Sara Dittrich is a Baltimore-based interdisciplinary artist. Dittrich’s work is often informed by residencies and travel. These locations often afford collaborations, community, and materials that inspire new bodies of site-specific work. Such projects have included timelapse imaging of landscapes, local skies and tidal patterns, and the somatic effects of time and a place on the body. Her artworks and exhibitions include sculpture, musical performance, printmaking, video, and interactive artworks activated by biometric data. Trained as both musician and visual artist, Dittrich creates multisensory experiences that are experienced in real-time using musical thinking to illuminate the dynamic and unconscious rhythms of the body and environments.

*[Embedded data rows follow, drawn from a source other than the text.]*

//! The rotation state machine.
//!
//! One scheduled pass walks every tenant's keys, decides the rekey
//! direction per key usage, and drives batch rekeys through the registered
//! targets under a forced-key overlay. Failures are counted per tenant and
//! abort only that tenant's run; key deletion afterwards is best-effort and
//! retried on the next pass.
//!
//! The cache-coherence window is the safety core: no rotation acts on a key
//! younger than `now − window`, because a concurrent application instance
//! could still be writing under the key set it cached before the change.

use std::sync::Arc;
use std::thread::JoinHandle;

use chrono::{DateTime, Utc};
use parking_lot::Mutex;
use tracing::{debug, error, info, warn};

use crate::config::RekeySettings;
use crate::errors::{FieldVaultError, Result};
use crate::keys::{CryptoKey, CryptoKeyProvider, KeyUsage};
use crate::protect::EntityProtector;
use crate::rekey::overlay::KeyOverlay;
use crate::rekey::service::{
    BatchQuery, RekeyCryptoKeyManager, RekeyService, RekeyTargetOps, TypedRekeyTarget,
};
use crate::rekey::tracker::ProgressTracker;
use crate::sync::ShutdownLatch;

/// Orchestrates key rotation across tenants and entity types.
pub struct RekeyScheduler {
    provider: Arc<dyn CryptoKeyProvider>,
    key_manager: Arc<dyn RekeyCryptoKeyManager>,
    targets: Vec<Arc<dyn RekeyTargetOps>>,
    settings: RekeySettings,
    latch: Arc<ShutdownLatch>,
}

/// Stops the background loop; dropping it stops the loop too.
pub struct RekeySchedulerHandle {
    latch: Arc<ShutdownLatch>,
    thread: Mutex<Option<JoinHandle<()>>>,
}

impl RekeySchedulerHandle {
    /// Interrupt the schedule wait and any inter-batch sleep, then join.
    /// Idempotent.
    pub fn stop(&self) {
        self.latch.trip();
        if let Some(handle) = self.thread.lock().take() {
            let _ = handle.join();
        }
    }
}

impl Drop for RekeySchedulerHandle {
    fn drop(&mut self) {
        self.stop();
    }
}

impl RekeyScheduler {
    pub fn new(
        provider: Arc<dyn CryptoKeyProvider>,
        key_manager: Arc<dyn RekeyCryptoKeyManager>,
        settings: RekeySettings,
    ) -> Result<Self> {
        settings.validate()?;
        Ok(Self {
            provider,
            key_manager,
            targets: Vec::new(),
            settings,
            latch: Arc::new(ShutdownLatch::new()),
        })
    }

    /// Add one rekeyable entity type. Register every target before
    /// `start()`.
    pub fn register_target<T: 'static>(
        &mut self,
        service: Arc<dyn RekeyService<T>>,
        protector: Arc<EntityProtector>,
    ) {
        self.targets
            .push(Arc::new(TypedRekeyTarget::new(service, protector)));
    }

    /// Spawn the background loop: initial delay, then one `run_once` per
    /// check interval until the handle stops it.
    pub fn start(self: Arc<Self>) -> RekeySchedulerHandle {
        let latch = Arc::clone(&self.latch);
        let thread = std::thread::spawn(move || {
            if !self.latch.wait_for(self.settings.initial_delay()) {
                return;
            }
            loop {
                self.run_once();
                if !self.latch.wait_for(self.settings.check_interval()) {
                    break;
                }
            }
        });
        RekeySchedulerHandle {
            latch,
            thread: Mutex::new(Some(thread)),
        }
    }

    /// One full pass over every tenant. Public so operators and tests can
    /// drive a deterministic run.
    pub fn run_once(&self) {
        let keys = match self.provider.get_all_crypto_keys() {
            Ok(keys) => keys,
            Err(e) => {
                error!("rekey pass skipped: key provider unavailable: {e}");
                return;
            }
        };

        let mut by_tenant: std::collections::BTreeMap<String, Vec<CryptoKey>> =
            std::collections::BTreeMap::new();
        for key in keys {
            by_tenant.entry(key.tenant_id.clone()).or_default().push(key);
        }

        for (tenant_id, tenant_keys) in by_tenant {
            if self.latch.is_tripped() {
                break;
            }
            self.run_tenant(&tenant_id, tenant_keys);
        }
    }

    fn run_tenant(&self, tenant_id: &str, keys: Vec<CryptoKey>) {
        if let Some(bad) = keys.iter().find(|k| k.created_date.is_none()) {
            error!(
                tenant = tenant_id,
                key = %bad.id,
                "key has no creation date; skipping tenant for this run"
            );
            return;
        }

        let cutoff = Utc::now() - self.settings.coherence_window();
        let tracker = ProgressTracker::new(self.settings.max_failures);
        let mut deletions: Vec<CryptoKey> = Vec::new();
        let mut surviving_hmac: Option<Vec<String>> = None;

        let run = self
            .run_encryption_half(tenant_id, &keys, cutoff, &tracker, &mut deletions)
            .and_then(|()| {
                self.run_hmac_half(
                    tenant_id,
                    &keys,
                    cutoff,
                    &tracker,
                    &mut deletions,
                    &mut surviving_hmac,
                )
            });

        let aborted = match run {
            Ok(()) => false,
            Err(FieldVaultError::RekeyAborted {
                failures, threshold, ..
            }) => {
                warn!(
                    tenant = tenant_id,
                    failures, threshold, "rekey run aborted for this tenant"
                );
                true
            }
            Err(e) => {
                error!(tenant = tenant_id, "rekey run failed: {e}");
                true
            }
        };

        let outcome = tracker.tenant_outcome(tenant_id);
        if outcome.batches > 0 {
            info!(
                tenant = tenant_id,
                processed = outcome.processed,
                failed = outcome.failed,
                batches = outcome.batches,
                "rekey run finished"
            );
            for target in &self.targets {
                if let Err(e) = target.notify(tenant_id, &outcome) {
                    warn!(
                        tenant = tenant_id,
                        entity = target.entity_type(),
                        "rekey notification failed: {e}"
                    );
                }
            }
        }

        if aborted {
            return;
        }

        if let Some(surviving) = surviving_hmac {
            for target in &self.targets {
                if let Err(e) = target.purge_redundant_hmacs(tenant_id, &surviving) {
                    warn!(
                        tenant = tenant_id,
                        entity = target.entity_type(),
                        "redundant-HMAC purge failed: {e}"
                    );
                }
            }
        }

        for key in deletions {
            self.try_delete(tenant_id, &key);
        }
    }

    fn run_encryption_half(
        &self,
        tenant_id: &str,
        keys: &[CryptoKey],
        cutoff: DateTime<Utc>,
        tracker: &ProgressTracker,
        deletions: &mut Vec<CryptoKey>,
    ) -> Result<()> {
        let encryption: Vec<&CryptoKey> = keys
            .iter()
            .filter(|k| k.usage == KeyUsage::Encryption)
            .collect();
        let Some(current) = encryption.iter().max_by_key(|k| k.created_date).copied() else {
            return Ok(());
        };

        if current.is_key_off() {
            warn!(
                tenant = tenant_id,
                key = %current.id,
                "current encryption key is KEY_OFF; skipping encryption rotation"
            );
            return Ok(());
        }

        if current.is_key_on() {
            if !current.created_at_or_before(cutoff) {
                debug!(
                    tenant = tenant_id,
                    key = %current.id,
                    "KEY_ON encryption key still inside the coherence window"
                );
                return Ok(());
            }
            let overlay = KeyOverlay::for_encryption(Arc::new(current.clone()));
            self.run_pass(tenant_id, &BatchQuery::NotUsing(current), &overlay, tracker)?;
            deletions.extend(
                encryption
                    .iter()
                    .filter(|k| k.id != current.id)
                    .map(|k| (*k).clone()),
            );
            return Ok(());
        }

        for &key in &encryption {
            if key.id == current.id || !key.is_key_off() {
                continue;
            }
            if !key.created_at_or_before(cutoff) {
                debug!(
                    tenant = tenant_id,
                    key = %key.id,
                    "KEY_OFF encryption key still inside the coherence window"
                );
                continue;
            }
            let overlay = KeyOverlay::for_encryption(Arc::new(current.clone()));
            self.run_pass(tenant_id, &BatchQuery::Using(key), &overlay, tracker)?;
            deletions.push(key.clone());
        }
        Ok(())
    }

    fn run_hmac_half(
        &self,
        tenant_id: &str,
        keys: &[CryptoKey],
        cutoff: DateTime<Utc>,
        tracker: &ProgressTracker,
        deletions: &mut Vec<CryptoKey>,
        surviving_hmac: &mut Option<Vec<String>>,
    ) -> Result<()> {
        let hmac: Vec<&CryptoKey> = keys.iter().filter(|k| k.usage == KeyUsage::Hmac).collect();
        if hmac.is_empty() {
            return Ok(());
        }

        // Any fresh HMAC key gates the whole tenant: some instance may not
        // have picked it up yet, and rotating now would strand its hashes.
        if hmac.iter().any(|k| !k.created_at_or_before(cutoff)) {
            debug!(
                tenant = tenant_id,
                "an HMAC key is inside the coherence window; skipping HMAC rotation"
            );
            return Ok(());
        }

        let key_on: Vec<&CryptoKey> = hmac.iter().filter(|k| k.is_key_on()).copied().collect();
        if key_on.len() > 1 {
            warn!(
                tenant = tenant_id,
                "multiple KEY_ON HMAC keys; skipping HMAC rotation"
            );
            return Ok(());
        }

        if let Some(&target) = key_on.first() {
            let overlay = KeyOverlay::for_hmac(vec![Arc::new(target.clone())]);
            self.run_pass(tenant_id, &BatchQuery::NotUsing(target), &overlay, tracker)?;
            deletions.extend(
                hmac.iter()
                    .filter(|k| k.id != target.id)
                    .map(|k| (*k).clone()),
            );
            *surviving_hmac = Some(vec![target.id.clone()]);
            return Ok(());
        }

        let retiring: Vec<&CryptoKey> = hmac.iter().filter(|k| k.is_key_off()).copied().collect();
        if retiring.is_empty() {
            return Ok(());
        }
        let active: Vec<&CryptoKey> = hmac.iter().filter(|k| !k.is_key_off()).copied().collect();
        if active.is_empty() {
            warn!(
                tenant = tenant_id,
                "every HMAC key is KEY_OFF; nothing to rekey onto"
            );
            return Ok(());
        }

        let overlay =
            KeyOverlay::for_hmac(active.iter().map(|k| Arc::new((*k).clone())).collect());
        for &key in &retiring {
            self.run_pass(tenant_id, &BatchQuery::Using(key), &overlay, tracker)?;
            deletions.push(key.clone());
        }
        *surviving_hmac = Some(active.iter().map(|k| k.id.clone()).collect());
        Ok(())
    }

    /// Batch loop for one (key, direction) over every registered target.
    fn run_pass(
        &self,
        tenant_id: &str,
        query: &BatchQuery<'_>,
        overlay: &KeyOverlay,
        tracker: &ProgressTracker,
    ) -> Result<()> {
        let key = query.key();
        info!(tenant = tenant_id, key = %key.id, usage = ?key.usage, "rekey pass starting");

        for target in &self.targets {
            loop {
                if tracker.threshold_exceeded(tenant_id) {
                    return Err(FieldVaultError::RekeyAborted {
                        tenant: tenant_id.to_string(),
                        failures: tracker.tenant_failures(tenant_id),
                        threshold: self.settings.max_failures,
                    });
                }

                let outcome = target.process_batch(
                    tenant_id,
                    query,
                    overlay,
                    self.settings.batch_size,
                    tracker,
                )?;
                if outcome.fetched == 0 {
                    break;
                }
                if outcome.saved == 0 {
                    // Refetching the same records forever helps nobody;
                    // the next scheduled run gets another try.
                    warn!(
                        tenant = tenant_id,
                        entity = target.entity_type(),
                        "batch made no progress; ending pass for this run"
                    );
                    break;
                }

                // Interruption ends the pass early; it is not a failure.
                if !self.latch.wait_for(self.settings.batch_interval()) {
                    info!(tenant = tenant_id, "rekey pass interrupted");
                    return Ok(());
                }
            }
        }
        Ok(())
    }

    /// Delete `key` if no registered target still references it. Failures
    /// are logged and retried on the next pass.
    fn try_delete(&self, tenant_id: &str, key: &CryptoKey) {
        for target in &self.targets {
            match target.has_records_using(key) {
                Ok(false) => {}
                Ok(true) => {
                    debug!(
                        tenant = tenant_id,
                        key = %key.id,
                        entity = target.entity_type(),
                        "key still referenced; deferring deletion"
                    );
                    return;
                }
                Err(e) => {
                    warn!(
                        tenant = tenant_id,
                        key = %key.id,
                        "reference check failed; deferring deletion: {e}"
                    );
                    return;
                }
            }
        }
        match self.key_manager.delete_key(&key.id) {
            Ok(()) => info!(tenant = tenant_id, key = %key.id, "deleted retired key"),
            Err(e) => warn!(tenant = tenant_id, key = %key.id, "key deletion failed: {e}"),
        }
    }
}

Residencies and research programs have included Bemis Center for Contemporary Arts, Sculpture Space, and Academy of Arts, Architecture and Design (Prague) when she studied under Dominik Lang. She was a Fellow at the Fine Arts Work Center (Provincetown, MA). She is the recipient of a Vermont Studio Center Fellowship and Mary Sawyers Baker Artist Award. Dittrich’s work has been exhibited with numerous venues including the Baltimore Museum of Art, The Sculpture Center (Cleveland), and DiverseWorks (Houston). Her work has been published in Floorr Magazine and BmoreArt. Her performances and screenings have been presented by CultureHub, Revolutions per Minute Film Festival, and Maryland Art Place.

 

STATEMENT

The focus of my artistic practice lies in making the viewer conscious of the unconscious bodily rhythms of everyday life—breathing, walking, beating. I build introspective experiences that shift perspective from passive seeing to active looking, from passive hearing to active listening. My mediums include everything from sculpture, prints, video, and interactive installations with biometric sensors, and data-driven performance. In my most recent works I seek to compare tempos of the human body with rhythms in the landscape, as a method to consider—and place within personal, felt experience—human relationship with the changing climate. These multi-sensory experiences use the body’s circulatory system as a means of fielding questions about close listening and ecological healing. I encourage the audience to slow down, engage in sensory perception, and find moments of refuge in their environment. Through my works I invite viewers to consider the agency of their own somatic experience. Devices such as repetition, liveness, and collaboration filter in the physical rhythms and movements of the body created by the accumulation of footsteps, breaths, and heartbeats. These tools place the viewer in the here and now, creating spaces to "be".